MRR Review: "Spinning Plates"

Photo Credit: Film Arcade

MRR Review: "Spinning Plates"

Rating: NR (Not Rated)
Length: 93 minutes
Release Date: October 25, 2013
Directed by: Joseph Levy
Genre: Documentary

"Spinning Plates" is a documentary that explores the lives of three different restaurant owners and their businesses, which are located in three very different areas of the US. The film spends the most of its running time on Alinea, a Chicago-based eatery owned by Grant Achatz and deemed the best restaurant in the country by some restaurant critics. Achatz is a chef who isn't afraid to experiment, making it all the more ironic when he is diagnosed with tongue cancer and initially balks at the thought of taking experimental drugs as a treatment. During this risky treatment, Achatz seems more concerned with potentially losing his sense of taste than losing his life, because the former would render him unable to be a chef.

Next up is a down-home country restaurant in Iowa called Breitbach's Country Dining, which is owned by Cindy and Mike Breitbach. The diner has been family business for over a hundred years, and Cindy and Mike have become pillars of the community. They have built up so much goodwill over the years that when their establishment burns down, people from the local community happily pitch in to rebuild it without being asked. When it burns down a second time, the townspeople happily pitch in again. It's a heartwarming story about good people and has a seemingly happy ending.

The final restaurant is a Tucson-area Mexican restaurant called La Cocina de Gabby, which is run by a large family of immigrants headed up by Francisco and Gabby Martinez. Unlike Alinea, the establishment is not a three-star Michelin eatery that can charge high prices for small portions of food. The Martinez family has tried everything to make La Cocina de Gabby profitable, but the business is barely staying afloat. Worse yet, the family members are in danger of losing their house and, with it, their American dream.
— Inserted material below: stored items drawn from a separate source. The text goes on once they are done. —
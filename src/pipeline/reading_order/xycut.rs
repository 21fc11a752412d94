//! XY-Cut column detection strategy.
//!
//! Splits the page at most [`XYCutConfig::max_depth`] times into bands and
//! columns (see [`xy_cut`]), then hands each leaf to the row grouper.
//!
//! Ordering must never fail, so every degenerate case has a defined result:
//!
//! - too few shapes to be worth splitting: one region, plain row order
//! - any shape without readable geometry: one region, [`ReadingOrderSource::Fallback`]
//! - no root region can be formed: same fallback

use crate::geometry::BoundingBox;
use crate::layout::{xy_cut, LeafReason, LeafRegion, PlacedShape};
use crate::pipeline::config::XYCutConfig;
use crate::pipeline::ReadingOrderSource;

use super::{Partition, ReadingOrderStrategy};

/// XY-Cut recursive partitioning strategy.
///
/// Detects title bands and columns from whitespace gaps between shape boxes.
/// Suitable for two-column slides, comparison layouts and title-over-body
/// arrangements.
pub struct XYCutStrategy {
    /// Gap and recursion parameters.
    pub config: XYCutConfig,

    /// Minimum number of shapes before a split is attempted (default: 3).
    /// Below it the page is ordered as a single region.
    pub min_shapes_for_split: usize,
}

impl Default for XYCutStrategy {
    fn default() -> Self {
        Self {
            config: XYCutConfig::default(),
            min_shapes_for_split: 3,
        }
    }
}

impl XYCutStrategy {
    /// Create a new XY-Cut strategy with default parameters.
    pub fn new() -> Self {
        Self::default()
    }

    /// Create with custom partitioning parameters.
    pub fn with_config(config: XYCutConfig) -> Self {
        Self {
            config,
            ..Self::default()
        }
    }

    /// Set the minimum number of shapes needed to attempt a split.
    pub fn with_min_shapes_for_split(mut self, min: usize) -> Self {
        self.min_shapes_for_split = min;
        self
    }

    fn whole_page(
        shapes: Vec<PlacedShape>,
        page: Option<BoundingBox>,
        source: ReadingOrderSource,
    ) -> Partition {
        Partition {
            regions: vec![LeafRegion {
                bbox: page,
                depth: 0,
                shapes,
                reason: LeafReason::NoCut,
            }],
            source,
        }
    }
}

impl ReadingOrderStrategy for XYCutStrategy {
    fn partition(&self, shapes: Vec<PlacedShape>, page: Option<BoundingBox>) -> Partition {
        if shapes.is_empty() {
            return Partition {
                regions: Vec::new(),
                source: ReadingOrderSource::XYCut,
            };
        }

        if shapes.len() < self.min_shapes_for_split {
            log::debug!(
                "XY-Cut: {} shapes below split minimum {}, ordering as one region",
                shapes.len(),
                self.min_shapes_for_split
            );
            return Self::whole_page(shapes, page, ReadingOrderSource::Simple);
        }

        let region = page.or_else(|| BoundingBox::enclosing(shapes.iter().filter_map(|s| s.bbox)));
        let Some(region) = region else {
            log::warn!(
                "XY-Cut: no usable page region for {} shapes, falling back to row ordering",
                shapes.len()
            );
            return Partition {
                regions: vec![LeafRegion::fallback(shapes)],
                source: ReadingOrderSource::Fallback,
            };
        };

        let regions = xy_cut(shapes, region, &self.config);
        let source = if regions
            .iter()
            .any(|r| r.reason == LeafReason::GeometryUnavailable)
        {
            ReadingOrderSource::Fallback
        } else {
            ReadingOrderSource::XYCut
        };

        Partition { regions, source }
    }

    fn name(&self) -> &'static str {
        "XYCutStrategy"
    }
}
Director Joseph Levy is no stranger to filming movies or television shows that center on food. In the past, he created "Into the Fire," a documentary about some of the nation's top restaurants and all the challenges their owners face in a typical night of service. He also was an executive producer of "Ultimate Recipe Showdown," a Food Network show where two chefs make the same dish from their own distinctive recipes and let a panel of judges decide which one is best. "Spinning Plates" stays in Levy's food comfort zone yet is vastly different from the director's previous work. It is a documentary that focuses on the people behind the three restaurants rather than on the work that goes into the restaurants on a daily basis. There is no competition or showdown; the documentary is just a very bare-bones look at the stark reality of owning a restaurant in today's economy. It's a great departure from the Levy's previous work and shows he has some range as a creator and director of documentaries. As food and food justice become burning issues in the United States, food-themed films such as "Spinning Plates" may begin to get more prominence in theaters, which means Levy probably has a bright future if he continues to make films about food.

Many documentaries focus on more than one person or group of people, but they are usually tied together in some way. For example, the fantastic 2012 documentary "The Waiting Room" told many different stories, but each of them was about a patient being treated at the same hospital. In "Spinning Plates," the only real tie that each of the three restaurants shares is food. Each restaurant features a different style of cooking, a different way of running its business, and a vastly different future. The comparison and contrast between all three is the best part of the film because it really makes the audience think about the owners' backgrounds and the ways they got to where they are today.

The film wisely opts not to make any kind of social commentary about the very different socioeconomic backgrounds of each of the three restaurant owners. It is almost as if Levy wants to just present facts and let audiences choose to make their own commentaries based on their impressions of each of the three owners. There is almost no way that viewers won't draw some kind of conclusions, because the stark contrast of the three restaurants is simply too jarring to be ignored or overlooked. "Spinning Plates" may not be trying to be a documentary about race, class, or privilege, but it borders on becoming exactly that at some moments. Luckily, it is still entertaining enough not to have the stories at the heart of the film overwhelmed by any of the underlying social issues. Levy does a fantastic job of leaving the film open to interpretation, which helps set it far apart from most other food documentaries.